WORK TASK
Below are records; please give the number of their lines that contain the string "failed", and only that number.

Dataset entries
*-*-*
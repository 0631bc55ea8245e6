//! Synchronous session core.
//!
//! [`Session`] owns the live [`SessionState`] and is its only writer.
//! Every operation runs to completion before the next one starts; the
//! async wiring in [`super::controller`] serializes access with a mutex.

use std::sync::Arc;

use tracing::{debug, info, warn};

use crate::error::SessionError;
use crate::history::{HistoryRecorder, NoopRecorder};
use crate::notify::{NoopNotifier, Notifier, TransitionCause, WorkoutEvent};
use crate::observability::metrics;
use crate::phase::{Advance, Position, advance};
use crate::plan::{WorkoutPlan, total_duration};

use super::state::{SessionSnapshot, SessionState};

/// Remaining seconds at which a [`WorkoutEvent::Countdown`] is emitted.
pub const COUNTDOWN_SECS: u32 = 3;

/// A single workout session.
///
/// Each change to whether the clock should run bumps
/// [`generation`](Self::generation), as does any operation that restarts a
/// phase. A tick driver started for an older generation is stale.
pub struct Session {
    state: SessionState,
    generation: u64,
    notifier: Arc<dyn Notifier>,
    recorder: Arc<dyn HistoryRecorder>,
}

impl std::fmt::Debug for Session {
    fn fmt(&self, f: &mut std::fmt::Formatter<'_>) -> std::fmt::Result {
        f.debug_struct("Session")
            .field("state", &self.state)
            .field("generation", &self.generation)
            .finish_non_exhaustive()
    }
}

impl Session {
    /// Creates an idle session at the first phase of `plan`.
    #[must_use]
    pub fn new(
        plan: WorkoutPlan,
        notifier: Arc<dyn Notifier>,
        recorder: Arc<dyn HistoryRecorder>,
    ) -> Self {
        Self {
            state: SessionState::new(plan),
            generation: 0,
            notifier,
            recorder,
        }
    }

    /// Creates a session that reports to nobody.
    #[must_use]
    pub fn detached(plan: WorkoutPlan) -> Self {
        Self::new(plan, Arc::new(NoopNotifier), Arc::new(NoopRecorder))
    }

    #[must_use]
    pub const fn state(&self) -> &SessionState {
        &self.state
    }

    #[must_use]
    pub const fn plan(&self) -> &WorkoutPlan {
        &self.state.plan
    }

    #[must_use]
    pub const fn generation(&self) -> u64 {
        self.generation
    }

    /// Whether a tick driver should be running for this session.
    #[must_use]
    pub const fn is_ticking(&self) -> bool {
        self.state.is_ticking()
    }

    /// Planned duration of the whole workout.
    #[must_use]
    pub fn total_duration(&self) -> u64 {
        total_duration(&self.state.plan)
    }

    #[must_use]
    pub fn snapshot(&self) -> SessionSnapshot {
        SessionSnapshot::capture(&self.state)
    }

    /// Starts the session, or resumes it when paused.
    ///
    /// Starting from idle keeps a non-zero remaining time and announces
    /// the current phase. Resuming is silent.
    ///
    /// # Errors
    ///
    /// Returns [`SessionError::EmptyPlan`] or [`SessionError::NoRounds`]
    /// when the plan cannot run. State is left untouched.
    pub fn start(&mut self) -> Result<(), SessionError> {
        if self.state.plan.exercises.is_empty() {
            warn!(plan = %self.state.plan.name, "cannot start: no exercises");
            return Err(SessionError::EmptyPlan);
        }
        if self.state.plan.round_count == 0 {
            warn!(plan = %self.state.plan.name, "cannot start: no rounds");
            return Err(SessionError::NoRounds);
        }

        if self.state.running {
            if self.state.paused {
                self.state.paused = false;
                self.bump();
                info!(remaining_secs = self.state.remaining_secs, "session resumed");
            }
            return Ok(());
        }

        self.state.running = true;
        self.state.paused = false;
        self.bump();
        metrics::record_session_started();
        info!(
            plan = %self.state.plan.name,
            total_secs = self.total_duration(),
            "session started"
        );

        if self.state.remaining_secs == 0 {
            self.enter(self.state.position, TransitionCause::Started);
        } else {
            self.announce(TransitionCause::Started);
            self.countdown();
        }
        Ok(())
    }

    /// Holds a running session. No-op otherwise.
    pub fn pause(&mut self) {
        if !self.state.is_ticking() {
            debug!(status = %self.state.status(), "pause ignored");
            return;
        }
        self.state.paused = true;
        self.bump();
        info!(remaining_secs = self.state.remaining_secs, "session paused");
    }

    /// Returns to the first phase and stops. The plan is kept.
    pub fn reset(&mut self) {
        self.state.rewind();
        self.bump();
        metrics::set_elapsed(0);
        info!(plan = %self.state.plan.name, "session reset");
    }

    /// Ends the current phase now.
    ///
    /// The skipped phase's remaining time counts as elapsed. A paused
    /// session resumes on the new phase.
    ///
    /// # Errors
    ///
    /// Returns [`SessionError::NoCurrentExercise`] if the position does not
    /// reference an exercise. State is left untouched.
    pub fn skip(&mut self) -> Result<(), SessionError> {
        if self.state.current_exercise().is_none() {
            warn!(
                exercise_index = self.state.position.exercise_index,
                "cannot skip: no current exercise"
            );
            return Err(SessionError::NoCurrentExercise);
        }

        let skipped = self.state.position;
        self.state.elapsed_secs += u64::from(self.state.remaining_secs);
        self.state.remaining_secs = 0;
        self.state.paused = false;
        self.bump();
        metrics::record_skip();
        metrics::set_elapsed(self.state.elapsed_secs);
        debug!(kind = %skipped.kind, set = skipped.set, round = skipped.round, "phase skipped");

        match advance(&self.state.plan, skipped) {
            Advance::Next(next) => self.enter(next, TransitionCause::Skipped),
            Advance::Completed => self.complete(),
        }
        Ok(())
    }

    /// Replaces the plan and resets the session. Does not start.
    pub fn set_plan(&mut self, plan: WorkoutPlan) {
        info!(
            plan = %plan.name,
            exercises = plan.exercises.len(),
            total_secs = total_duration(&plan),
            "plan loaded"
        );
        self.state = SessionState::new(plan);
        self.bump();
        metrics::set_elapsed(0);
    }

    /// Advances the clock by one second.
    ///
    /// Ignored unless the session is running and not paused. Emits a
    /// countdown event on every second that ends with [`COUNTDOWN_SECS`]
    /// or less remaining, including a short phase just entered. Enters the
    /// next phase when the current one runs out.
    pub fn tick(&mut self) {
        if !self.state.is_ticking() {
            debug!(status = %self.state.status(), "tick ignored");
            return;
        }

        if self.state.remaining_secs > 1 {
            self.state.remaining_secs -= 1;
            self.state.elapsed_secs += 1;
            metrics::set_elapsed(self.state.elapsed_secs);
            self.countdown();
            return;
        }

        self.state.elapsed_secs += u64::from(self.state.remaining_secs);
        self.state.remaining_secs = 0;
        metrics::set_elapsed(self.state.elapsed_secs);

        match advance(&self.state.plan, self.state.position) {
            Advance::Next(next) => self.enter(next, TransitionCause::Expired),
            Advance::Completed => self.complete(),
        }
    }

    /// Moves to `position`, passing through zero-length phases.
    fn enter(&mut self, mut position: Position, cause: TransitionCause) {
        loop {
            let duration = position.duration(&self.state.plan);
            if duration > 0 {
                self.state.position = position;
                self.state.remaining_secs = duration;
                self.announce(cause);
                self.countdown();
                return;
            }
            debug!(kind = %position.kind, set = position.set, "passing through empty phase");
            match advance(&self.state.plan, position) {
                Advance::Next(next) => position = next,
                Advance::Completed => {
                    self.complete();
                    return;
                }
            }
        }
    }

    fn announce(&self, cause: TransitionCause) {
        let plan = &self.state.plan;
        let position = self.state.position;
        let Some(exercise) = position.exercise(plan) else {
            return;
        };

        metrics::record_phase_transition(position.kind, cause);
        info!(
            exercise = %exercise.name,
            set = position.set,
            round = position.round,
            kind = %position.kind,
            cause = cause.as_str(),
            remaining_secs = self.state.remaining_secs,
            "phase entered"
        );

        self.notifier.notify(&WorkoutEvent::PhaseEntered {
            exercise_name: exercise.name.clone(),
            exercise_index: position.exercise_index,
            exercise_count: plan.exercises.len(),
            set: position.set,
            total_sets: exercise.sets,
            round: position.round,
            total_rounds: plan.round_count,
            kind: position.kind,
            duration_secs: position.duration(plan),
            cause,
        });
    }

    /// Emits a countdown while running with [`COUNTDOWN_SECS`] or less left.
    fn countdown(&self) {
        let remaining_secs = self.state.remaining_secs;
        if self.state.is_ticking() && (1..=COUNTDOWN_SECS).contains(&remaining_secs) {
            self.notifier.notify(&WorkoutEvent::Countdown { remaining_secs });
        }
    }

    fn complete(&mut self) {
        let event = WorkoutEvent::WorkoutCompleted {
            plan_name: self.state.plan.name.clone(),
            exercise_count: self.state.plan.exercises.len(),
            elapsed_secs: self.state.elapsed_secs,
        };
        info!(
            plan = %self.state.plan.name,
            elapsed_secs = self.state.elapsed_secs,
            "workout completed"
        );
        metrics::record_session_completed();

        self.state.rewind();
        self.bump();
        metrics::set_elapsed(0);

        self.recorder.record_completion(&self.state.plan);
        self.notifier.notify(&event);
    }

    const fn bump(&mut self) {
        self.generation = self.generation.wrapping_add(1);
    }
}
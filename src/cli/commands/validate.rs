//! `validate` command: check plan files without running them.

use serde::Serialize;

use crate::cli::args::{OutputFormat, ValidateArgs};
use crate::error::{PlanError, XerciseError};
use crate::plan::{PlanLoader, total_duration};

use super::span;

#[derive(Debug, Serialize)]
struct FileReport {
    path: String,
    valid: bool,
    #[serde(skip_serializing_if = "Option::is_none")]
    plan: Option<String>,
    #[serde(skip_serializing_if = "Option::is_none")]
    total_secs: Option<u64>,
    warnings: Vec<String>,
    #[serde(skip_serializing_if = "Option::is_none")]
    error: Option<String>,
}

#[derive(Debug, Serialize)]
struct Summary {
    files: usize,
    valid: usize,
    invalid: usize,
}

/// Validates every file, reporting each one, and fails if any is invalid.
///
/// # Errors
///
/// Returns the first file's error when at least one file fails to load.
pub fn run(args: &ValidateArgs) -> Result<(), XerciseError> {
    let loader = PlanLoader::default();
    let mut reports = Vec::with_capacity(args.files.len());
    let mut first_error: Option<PlanError> = None;

    for path in &args.files {
        tracing::info!(file = %path.display(), "validating plan");
        let report = match loader.load(path) {
            Ok(result) => {
                for warning in &result.warnings {
                    tracing::warn!(
                        file = %path.display(),
                        location = warning.location.as_deref().unwrap_or("<unknown>"),
                        "{}",
                        warning.message
                    );
                }
                FileReport {
                    path: path.display().to_string(),
                    valid: true,
                    total_secs: Some(total_duration(&result.plan)),
                    plan: Some(result.plan.name),
                    warnings: result
                        .warnings
                        .into_iter()
                        .map(|w| match w.location {
                            Some(loc) => format!("{} at {loc}", w.message),
                            None => w.message,
                        })
                        .collect(),
                    error: None,
                }
            }
            Err(e) => {
                let report = FileReport {
                    path: path.display().to_string(),
                    valid: false,
                    plan: None,
                    total_secs: None,
                    warnings: Vec::new(),
                    error: Some(e.to_string()),
                };
                first_error.get_or_insert(e);
                report
            }
        };
        reports.push(report);
    }

    let valid = reports.iter().filter(|r| r.valid).count();
    let summary = Summary {
        files: reports.len(),
        valid,
        invalid: reports.len() - valid,
    };

    match args.format {
        OutputFormat::Human => print_human(&reports, &summary),
        OutputFormat::Json => {
            let out = serde_json::json!({ "files": reports, "summary": summary });
            println!("{}", serde_json::to_string_pretty(&out)?);
        }
    }

    first_error.map_or(Ok(()), |e| Err(e.into()))
}

fn print_human(reports: &[FileReport], summary: &Summary) {
    for report in reports {
        match (&report.plan, report.total_secs, &report.error) {
            (Some(plan), Some(total), _) => {
                println!("ok    {}: \"{plan}\" ({})", report.path, span(total));
                for warning in &report.warnings {
                    println!("      warning: {warning}");
                }
            }
            (_, _, Some(error)) => println!("FAIL  {}: {error}", report.path),
            _ => println!("FAIL  {}", report.path),
        }
    }
    println!(
        "{} file(s): {} valid, {} invalid",
        summary.files, summary.valid, summary.invalid
    );
}
//! Error types for `Xercise`
//!
//! One error enum per domain, aggregated in [`XerciseError`] which maps
//! every failure to a process exit code.

use std::path::PathBuf;
use thiserror::Error;

// ============================================================================
// Exit Codes
// ============================================================================

/// Exit codes for `Xercise` CLI operations.
///
/// These codes follow Unix conventions.
pub struct ExitCode;

impl ExitCode {
    /// Successful execution
    pub const SUCCESS: i32 = 0;

    /// General error
    pub const ERROR: i32 = 1;

    /// Plan file error (invalid YAML/JSON, validation failure)
    pub const CONFIG_ERROR: i32 = 2;

    /// I/O error (file not found, permission denied)
    pub const IO_ERROR: i32 = 3;

    /// Session error (operation rejected by the session controller)
    pub const SESSION_ERROR: i32 = 5;

    /// Interrupted by SIGINT (Ctrl+C)
    pub const INTERRUPTED: i32 = 130;

    /// Terminated by SIGTERM
    pub const TERMINATED: i32 = 143;
}

// ============================================================================
// Top-Level Error
// ============================================================================

/// Top-level error type for `Xercise` operations.
#[derive(Debug, Error)]
pub enum XerciseError {
    /// Plan loading or validation error
    #[error(transparent)]
    Plan(#[from] PlanError),

    /// Session operation rejected
    #[error(transparent)]
    Session(#[from] SessionError),

    /// Workout history error
    #[error(transparent)]
    History(#[from] HistoryError),

    /// I/O error
    #[error("I/O error: {0}")]
    Io(#[from] std::io::Error),

    /// JSON serialization error
    #[error("JSON error: {0}")]
    Json(#[from] serde_json::Error),

    /// YAML parsing error
    #[error("YAML error: {0}")]
    Yaml(#[from] serde_yaml::Error),
}

impl XerciseError {
    /// Returns the appropriate exit code for this error.
    #[must_use]
    pub const fn exit_code(&self) -> i32 {
        match self {
            Self::Plan(PlanError::Unreadable { .. }) | Self::Io(_) => ExitCode::IO_ERROR,
            Self::Plan(_) | Self::Json(_) | Self::Yaml(_) => ExitCode::CONFIG_ERROR,
            Self::Session(_) => ExitCode::SESSION_ERROR,
            Self::History(_) => ExitCode::ERROR,
        }
    }
}

// ============================================================================
// Plan Errors
// ============================================================================

/// Workout plan loading and validation errors.
#[derive(Debug, Error)]
pub enum PlanError {
    /// YAML or JSON parsing failed
    #[error("parse error in {path}: {message}")]
    ParseError {
        /// Path to the plan file
        path: PathBuf,
        /// Line number where the error occurred (if available)
        line: Option<usize>,
        /// Error message from the parser
        message: String,
    },

    /// Plan validation failed
    #[error("validation failed for {path}: {}", summarize(errors))]
    ValidationError {
        /// Path (or name) of the plan that failed
        path: String,
        /// Every error-severity issue found
        errors: Vec<ValidationIssue>,
    },

    /// Plan file not found or unreadable
    #[error("file not found: {path}")]
    MissingFile {
        /// Path to the missing file
        path: PathBuf,
    },

    /// Plan file exists but could not be read
    #[error("cannot read {path}: {source}")]
    Unreadable {
        /// Path to the plan file
        path: PathBuf,
        /// Underlying I/O error
        source: std::io::Error,
    },

    /// Plan file exceeds the configured size limit
    #[error("plan file {path} is {size} bytes (limit: {limit})")]
    FileTooLarge {
        /// Path to the plan file
        path: PathBuf,
        /// Actual size in bytes
        size: u64,
        /// Configured limit in bytes
        limit: u64,
    },

    /// File extension is not one of yaml, yml, json
    #[error("unsupported plan format for {path} (expected .yaml, .yml or .json)")]
    UnsupportedFormat {
        /// Path to the plan file
        path: PathBuf,
    },
}

fn summarize(issues: &[ValidationIssue]) -> String {
    issues
        .iter()
        .map(ToString::to_string)
        .collect::<Vec<_>>()
        .join("; ")
}

// ============================================================================
// Validation Types
// ============================================================================

/// A single validation issue found in a workout plan.
#[derive(Debug, Clone, PartialEq, Eq)]
pub struct ValidationIssue {
    /// Path to the problematic field (e.g., "exercises[2].sets")
    pub path: String,
    /// Description of the validation issue
    pub message: String,
    /// Severity level of the issue
    pub severity: Severity,
}

impl std::fmt::Display for ValidationIssue {
    fn fmt(&self, f: &mut std::fmt::Formatter<'_>) -> std::fmt::Result {
        let prefix = match self.severity {
            Severity::Error => "error",
            Severity::Warning => "warning",
        };
        write!(f, "{}: {} at {}", prefix, self.message, self.path)
    }
}

/// Severity level for validation issues.
#[derive(Debug, Clone, Copy, PartialEq, Eq)]
pub enum Severity {
    /// Error - the plan cannot be used
    Error,
    /// Warning - suspicious but loadable
    Warning,
}

// ============================================================================
// Session Errors
// ============================================================================

/// Rejected session operations.
///
/// These are reported to the caller and leave the session untouched.
#[derive(Debug, Clone, Copy, PartialEq, Eq, Error)]
pub enum SessionError {
    /// `start` on a plan with no exercises
    #[error("no exercises configured to start the workout")]
    EmptyPlan,

    /// `start` on a plan with zero rounds
    #[error("workout has no rounds to run")]
    NoRounds,

    /// `skip` with no exercise at the current position
    #[error("no current exercise to skip")]
    NoCurrentExercise,
}

// ============================================================================
// History Errors
// ============================================================================

/// Workout history persistence errors.
#[derive(Debug, Error)]
pub enum HistoryError {
    /// Reading or writing the history file failed
    #[error("history I/O error: {0}")]
    Io(#[from] std::io::Error),

    /// History file content is not valid JSON
    #[error("history JSON error: {0}")]
    Json(#[from] serde_json::Error),
}

// ============================================================================
// Result Type Alias
// ============================================================================

/// Result type alias for `Xercise` operations.
pub type Result<T> = std::result::Result<T, XerciseError>;

// ============================================================================
// Tests
// ============================================================================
*-*-*
ANSWER SPACE
5